··· Materials provided
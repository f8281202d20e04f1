//! Checkout and bill commands.

use std::io::Write;

use resto_core::{OrderType, PaymentMethod, TableId};
use resto_storefront::bill::BillRenderer;
use resto_storefront::order::CustomerDetails;
use resto_storefront::print::{BILL_TITLE, HtmlDocumentExporter, PrintExporter};
use resto_storefront::views::text;

use super::{App, CliError};

/// Order details as entered on the command line.
#[derive(Debug, Clone)]
pub struct CheckoutForm {
    pub name: String,
    pub email: String,
    pub phone: String,
    pub order_type: OrderType,
    pub table: Option<String>,
    pub address: Option<String>,
    pub payment: PaymentMethod,
}

impl From<CheckoutForm> for CustomerDetails {
    fn from(form: CheckoutForm) -> Self {
        Self {
            name: form.name,
            email: form.email,
            phone: form.phone,
            order_type: form.order_type,
            table: form.table.map(TableId::new),
            delivery_address: form.address,
        }
    }
}

/// Walk the wizard from the cart to a placed order, then print the
/// confirmation and the bill.
pub fn checkout(app: &App, form: CheckoutForm, out: &mut impl Write) -> Result<(), CliError> {
    let payment = form.payment;
    let mut session = app.session();
    session.proceed_to_details()?;
    session.submit_details(form.into())?;
    let order = session.place_order(payment)?;
    write!(out, "{}", text::render_confirmation(&order)?)?;
    writeln!(out)?;
    write!(out, "{}", BillRenderer::new(&app.storage).render_text()?)?;
    Ok(())
}

/// Print the bill of the last order, or export it as a printable page.
pub fn bill(app: &App, export: bool, out: &mut impl Write) -> Result<(), CliError> {
    let renderer = BillRenderer::new(&app.storage);
    if export {
        let exporter = HtmlDocumentExporter::new(app.config.bill_export_path());
        let path = exporter.export(&renderer.render_html()?, BILL_TITLE)?;
        writeln!(out, "Bill written to {}", path.display())?;
        return Ok(());
    }

    let bill = renderer.render_text()?;
    if bill.is_empty() {
        writeln!(out, "No order details found.")?;
    } else {
        write!(out, "{bill}")?;
    }
    Ok(())
}
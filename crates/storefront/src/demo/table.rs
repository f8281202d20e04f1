//! Simulated QR table scanning.

use rand::Rng;
use resto_core::TableId;
use serde::{Deserialize, Serialize};

use crate::storage::{Storage, StorageError, StorageExt, keys};

/// Table numbers the scanner can produce.
pub const TABLE_NUMBERS: std::ops::RangeInclusive<u32> = 1..=20;

/// A restaurant table as encoded in its QR code.
#[derive(Debug, Clone, PartialEq, Eq, Serialize, Deserialize)]
pub struct TableInfo {
    pub number: u32,
    pub section: String,
    pub capacity: u32,
}

impl TableInfo {
    /// Opaque identifier handed to the order flow.
    #[must_use]
    pub fn id(&self) -> TableId {
        TableId::new(self.number.to_string())
    }

    /// Menu link that starts ordering for this table.
    #[must_use]
    pub fn menu_link(&self) -> String {
        format!("/menu?table={}", self.number)
    }

    /// Load the last scanned table, if any.
    #[must_use]
    pub fn current<S: Storage + ?Sized>(storage: &S) -> Option<Self> {
        storage
            .load_json::<Self>(keys::CURRENT_TABLE)
            .unwrap_or_else(|e| {
                tracing::warn!(error = %e, "Ignoring unreadable table selection");
                None
            })
    }
}

/// "Scan" a table code: fabricate a table and remember it for ordering.
///
/// # Errors
///
/// Returns an error if the table cannot be stored.
pub fn scan_table<S: Storage + ?Sized>(storage: &S) -> Result<TableInfo, StorageError> {
    let table = TableInfo {
        number: rand::rng().random_range(TABLE_NUMBERS),
        section: "Main Hall".to_string(),
        capacity: 4,
    };
    storage.save_json(keys::CURRENT_TABLE, &table)?;
    tracing::info!(table = table.number, "Table scanned");
    Ok(table)
}

#[cfg(test)]
#[allow(clippy::unwrap_used)]
mod tests {
    use super::*;
    use crate::storage::MemoryStorage;

    #[test]
    fn test_scan_stores_table() {
        let storage = MemoryStorage::new();
        assert!(TableInfo::current(&storage).is_none());

        let table = scan_table(&storage).unwrap();
        assert!(TABLE_NUMBERS.contains(&table.number));
        assert_eq!(table.section, "Main Hall");
        assert_eq!(table.capacity, 4);
        assert_eq!(TableInfo::current(&storage), Some(table.clone()));
        assert_eq!(table.menu_link(), format!("/menu?table={}", table.number));
        assert_eq!(table.id().as_str(), table.number.to_string());
    }
}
······
§ Work to be completed
Using the records above, copy word for word the line with "fn from(form: CheckoutForm)", the line with "session.submit_details(form.into())?;", and every line between them.

§ Exercise answer
    fn from(form: CheckoutForm) -> Self {
        Self {
            name: form.name,
            email: form.email,
            phone: form.phone,
            order_type: form.order_type,
            table: form.table.map(TableId::new),
            delivery_address: form.address,
        }
    }
}

/// Walk the wizard from the cart to a placed order, then print the
/// confirmation and the bill.
pub fn checkout(app: &App, form: CheckoutForm, out: &mut impl Write) -> Result<(), CliError> {
    let payment = form.payment;
    let mut session = app.session();
    session.proceed_to_details()?;
    session.submit_details(form.into())?;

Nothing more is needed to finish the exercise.